Records from a collection
[Start of Attachment]
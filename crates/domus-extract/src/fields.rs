//! LLC1 / CON29 field extraction.
//!
//! A fixed, versioned table of field rules runs over normalized text. Each
//! rule is keyword or regex based and independent of the others; all
//! applicable rules are evaluated in one pass and every hit is collected.
//! A field that does not match is simply absent from the result.
//!
//! Matching is keyword presence, not semantics: "not within a Conservation
//! Area" still yields `conservation_area`. Rules with an explicit yes/no
//! answer after the keyword (enforcement notices, CIL, radon, ...) record
//! that answer as a [`ExtractedValue::Flag`] and leave interpretation to the
//! scorer.

use std::ops::Range;

use once_cell::sync::Lazy;
use regex::Regex;
use serde::{Deserialize, Serialize};
use tracing::debug;

use crate::normalize::NormalizedText;

/// Bumped whenever a rule is added, removed or its pattern changes.
pub const RULESET_VERSION: u32 = 2;

const SNIPPET_MAX_CHARS: usize = 200;
const TEXT_VALUE_MAX_CHARS: usize = 120;

/// Local-authority search document type.
#[derive(Debug, Clone, Copy, PartialEq, Eq, Hash, Serialize, Deserialize)]
#[serde(rename_all = "UPPERCASE")]
pub enum DocumentType {
    /// Local Land Charges register search.
    Llc1,
    /// Enquiries of the local authority.
    Con29,
    /// Combined search pack containing both parts.
    Search,
}
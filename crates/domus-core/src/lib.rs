//! Domus Core: configuration, error taxonomy and shared time helpers.

pub mod config;
pub mod error;

pub use config::{DataPaths, DomusConfig, JobConfig, ScanConfig};
pub use error::{Error, Result};

/// Milliseconds since the Unix epoch, the timestamp unit used across the store.
pub fn now_millis() -> i64 {
    chrono::Utc::now().timestamp_millis()
}

/// Render a millisecond timestamp as RFC 3339 for API payloads.
pub fn millis_to_rfc3339(ms: i64) -> String {
    chrono::DateTime::<chrono::Utc>::from_timestamp_millis(ms)
        .map(|dt| dt.to_rfc3339())
        .unwrap_or_default()
}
[End of Attachment]
_What this task involves:_
Search the entries for the word "filename", then gather every line that has it.

_Answer for this exercise:_
filename crates/domus-extract/src/fields.rs
filename crates/domus-core/src/lib.rs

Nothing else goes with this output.